Peut-être est-ce à cause des origines de ma famille (enfants d’immigrés asiatiques qui ont grandi dans la pauvreté et n’ont pas fait d’études [sauf mon père et un de mes oncles] ayant réussi à la sueur de leur front). Il était de mon « devoir » de « continuer et de représenter leur réussite sociale». Ce qu’ils ne savaient pas c’est que cet « héritage » a été très difficile pour moi à supporter : pour m’en sortir j’ai dû consulter une psychologue pendant 6 mois afin de faire un point sur ma vie.
Fin 2012, je découvre par hasard l’existence d’une « passerelle » proposée pour les étudiants qui souhaitent se réorienter vers un DUT GEA, avec une rentrée décalée en février. L’école dans laquelle j’étudiais commençait également en février. Je suspends ma formation, un mois après je faisais ma rentrée en semestre décalé à l’IUT.
Pourquoi un DUT GEA ?
En fait en parallèle de mes études, après le décès de mon père, on m’avait confié la gestion de plusieurs biens mobiliers et immobiliers (dont mon père s’occupait).

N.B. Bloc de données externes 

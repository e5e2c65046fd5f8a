//! In-memory document table.
//!
//! Nodes are stored in pre-order: a node's id is its rank in document order
//! and its descendants occupy the ids `id + 1 .. id + size`. Attributes are
//! stored right after their element. The indexes are filled by
//! [`DataBuilder`] while nodes are appended and are read-only afterwards.
//!
//! # Examples
//!
//! ```
//! use glaive::config::IndexConfig;
//! use glaive::data::{DataBuilder, NodeKind};
//!
//! let mut builder = DataBuilder::new(IndexConfig::default());
//! builder.open_element("book").unwrap();
//! builder.attribute("id", "b1").unwrap();
//! builder.text("Dune").unwrap();
//! builder.close_element().unwrap();
//! let data = builder.finish().unwrap();
//!
//! assert_eq!(data.len(), 4);
//! assert_eq!(data.kind(1), Some(NodeKind::Element));
//! assert_eq!(data.string_value(1), "Dune");
//! ```

use std::fmt;

use serde::{Deserialize, Serialize};

use crate::fulltext::options::FtIndexOptions;
use crate::index::value::{ValueIndex, ValueKind};
use crate::index::{FullTextIndex, IndexStats, NodeId};

pub mod builder;

pub use self::builder::DataBuilder;

/// Kind of a stored node.
#[derive(Debug, Clone, Copy, PartialEq, Eq, Hash, Serialize, Deserialize)]
#[serde(rename_all = "lowercase")]
pub enum NodeKind {
    Document,
    Element,
    Attribute,
    Text,
}

impl fmt::Display for NodeKind {
    fn fmt(&self, f: &mut fmt::Formatter<'_>) -> fmt::Result {
        match self {
            NodeKind::Document => write!(f, "document"),
            NodeKind::Element => write!(f, "element"),
            NodeKind::Attribute => write!(f, "attribute"),
            NodeKind::Text => write!(f, "text"),
        }
    }
}

/// One stored node.
#[derive(Debug, Clone, PartialEq, Eq)]
pub struct Node {
    pub kind: NodeKind,
    /// Element or attribute name.
    pub name: Option<String>,
    /// Attribute value or text content.
    pub value: Option<String>,
    pub parent: Option<NodeId>,
    /// Number of nodes in the subtree, the node itself included.
    pub size: u64,
}

/// Which indexes a database carries.
#[derive(Debug, Clone, Default, PartialEq, Eq, Serialize, Deserialize)]
pub struct MetaData {
    pub nodes: u64,
    pub text_index: bool,
    pub attribute_index: bool,
    /// Build options of the full-text index, if there is one.
    pub fulltext: Option<FtIndexOptions>,
}

/// A finished document together with its indexes.
#[derive(Debug)]
pub struct Data {
    nodes: Vec<Node>,
    meta: MetaData,
    text_index: Option<ValueIndex>,
    attribute_index: Option<ValueIndex>,
    fulltext_index: Option<FullTextIndex>,
}

impl Data {
    /// Number of nodes, the document node included.
    pub fn len(&self) -> usize {
        self.nodes.len()
    }

    pub fn is_empty(&self) -> bool {
        self.nodes.len() <= 1
    }

    pub fn meta(&self) -> &MetaData {
        &self.meta
    }

    pub fn node(&self, id: NodeId) -> Option<&Node> {
        usize::try_from(id).ok().and_then(|i| self.nodes.get(i))
    }

    pub fn kind(&self, id: NodeId) -> Option<NodeKind> {
        self.node(id).map(|node| node.kind)
    }

    pub fn name(&self, id: NodeId) -> Option<&str> {
        self.node(id).and_then(|node| node.name.as_deref())
    }

    pub fn parent(&self, id: NodeId) -> Option<NodeId> {
        self.node(id).and_then(|node| node.parent)
    }

    /// Ids of all nodes below `id` in document order, attributes included.
    pub fn descendants(&self, id: NodeId) -> impl Iterator<Item = NodeId> + '_ {
        let size = self.node(id).map_or(1, |node| node.size.max(1));
        (id + 1)..(id + size)
    }

    /// Attributes of element `id`.
    pub fn attributes(&self, id: NodeId) -> impl Iterator<Item = NodeId> + '_ {
        self.descendants(id)
            .take_while(move |&child| self.kind(child) == Some(NodeKind::Attribute))
    }

    /// String value: the value of a text or attribute node, the
    /// concatenated descendant text of an element or the document.
    pub fn string_value(&self, id: NodeId) -> String {
        match self.node(id) {
            Some(node) => match node.kind {
                NodeKind::Text | NodeKind::Attribute => node.value.clone().unwrap_or_default(),
                NodeKind::Element | NodeKind::Document => self
                    .descendants(id)
                    .filter_map(|child| self.node(child))
                    .filter(|child| child.kind == NodeKind::Text)
                    .filter_map(|child| child.value.as_deref())
                    .collect(),
            },
            None => String::new(),
        }
    }

    pub fn text_index(&self) -> Option<&ValueIndex> {
        self.text_index.as_ref()
    }

    pub fn attribute_index(&self) -> Option<&ValueIndex> {
        self.attribute_index.as_ref()
    }

    /// The value index of the given kind, if it was built.
    pub fn value_index(&self, kind: ValueKind) -> Option<&ValueIndex> {
        match kind {
            ValueKind::Text => self.text_index(),
            ValueKind::Attribute => self.attribute_index(),
        }
    }

    pub fn fulltext_index(&self) -> Option<&FullTextIndex> {
        self.fulltext_index.as_ref()
    }

    /// Statistics of every built index.
    pub fn index_stats(&self) -> Vec<IndexStats> {
        let mut stats = Vec::new();
        if let Some(index) = &self.text_index {
            stats.push(index.stats());
        }
        if let Some(index) = &self.attribute_index {
            stats.push(index.stats());
        }
        if let Some(index) = &self.fulltext_index {
            stats.push(index.stats());
        }
        stats
    }
}

#[cfg(test)]
mod tests {
    use super::*;
    use crate::config::IndexConfig;

    fn library() -> Data {
        let mut builder = DataBuilder::new(IndexConfig::default());
        builder.open_element("library").unwrap();
        builder.open_element("book").unwrap();
        builder.attribute("id", "b1").unwrap();
        builder.attribute("lang", "en").unwrap();
        builder.text("Dune").unwrap();
        builder.close_element().unwrap();
        builder.open_element("book").unwrap();
        builder.text("Solaris").unwrap();
        builder.close_element().unwrap();
        builder.close_element().unwrap();
        builder.finish().unwrap()
    }

    #[test]
    fn test_pre_order_layout() {
        let data = library();
        assert_eq!(data.len(), 8);
        assert_eq!(data.kind(0), Some(NodeKind::Document));
        assert_eq!(data.name(1), Some("library"));
        assert_eq!(data.parent(2), Some(1));
        assert_eq!(data.parent(3), Some(2));
        assert_eq!(data.descendants(1).collect::<Vec<_>>(), vec![2, 3, 4, 5, 6, 7]);
        assert_eq!(data.attributes(2).collect::<Vec<_>>(), vec![3, 4]);
        assert_eq!(data.attributes(6).count(), 0);
        assert!(data.node(99).is_none());
    }

    #[test]
    fn test_string_values() {
        let data = library();
        assert_eq!(data.string_value(0), "DuneSolaris");
        assert_eq!(data.string_value(3), "b1");
        assert_eq!(data.string_value(6), "Solaris");
        assert_eq!(data.string_value(42), "");
    }

    #[test]
    fn test_meta_and_stats() {
        let data = library();
        assert_eq!(data.meta().nodes, 8);
        assert!(data.meta().text_index);
        assert_eq!(data.index_stats().len(), 3);
        assert!(data.value_index(ValueKind::Attribute).is_some());
    }
}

J’ai donc appris sur le tas des notions de fiscalités, de finance, de négociation, et d’économie en général. Je prenais un certain plaisir dans ces tâches, cela m’a aiguillé dans mon orientation. J’ai donc choisi d’intégrer ce DUT car ce sont des études courtes et pratiques, qui me permettaient de confirmer si cet intérêt et cette curiosité étaient réels.
Maintenant je suis en licence de Gestion, j’ai des amis et je prends plaisir dans ce que j’étudie. Même si ce n’est pas toujours facile car après ces années « de dépression », j’ai perdu toutes les bonnes habitudes de travail que j’avais acquises avant cette période. Même si je suis avec plaisir les conseils en méthode de travail que vous donnez, j’avoue ne pas le faire régulièrement. Difficile de se défaire de mes mauvaises habitudes.
D'abord, bravo pour ce témoignage très sincère. Il me touche parce que je suis moi aussi en pharma. La 1ère année spécifique à cette filière a disparu et il faut maintenant passer par la 1ère année de médecine (la PACES). La majorité de ma promo a raté médecine de peu (je vais rentrer en 3ème année). La pharmacie d'officine ne motive pas grand monde parce que le chômage y est important pour les adjoints (sans compter les CDD, temps partiel, intérim…) et que les pharmacies sont très chères pour un risque de faillite important. Bref, tout ça pour dire que tu ne rates pas grand chose et que tu as sans doute bien fait de changer d'orientation. Pour ce qui est des "mauvaises habitudes" (de la fainéantise, pour parler franchement), j'en ai pris moi aussi lors de mes deux années de PACES et c'est vrai qu'il n'est pas simple de s'en défaire. J'étais chez mes parents et honnêtement j'aurais préféré être seule, parce que ma mère était mille fois plus stressée que moi. C'était un peu étouffant et je me sentais seule malgré tout.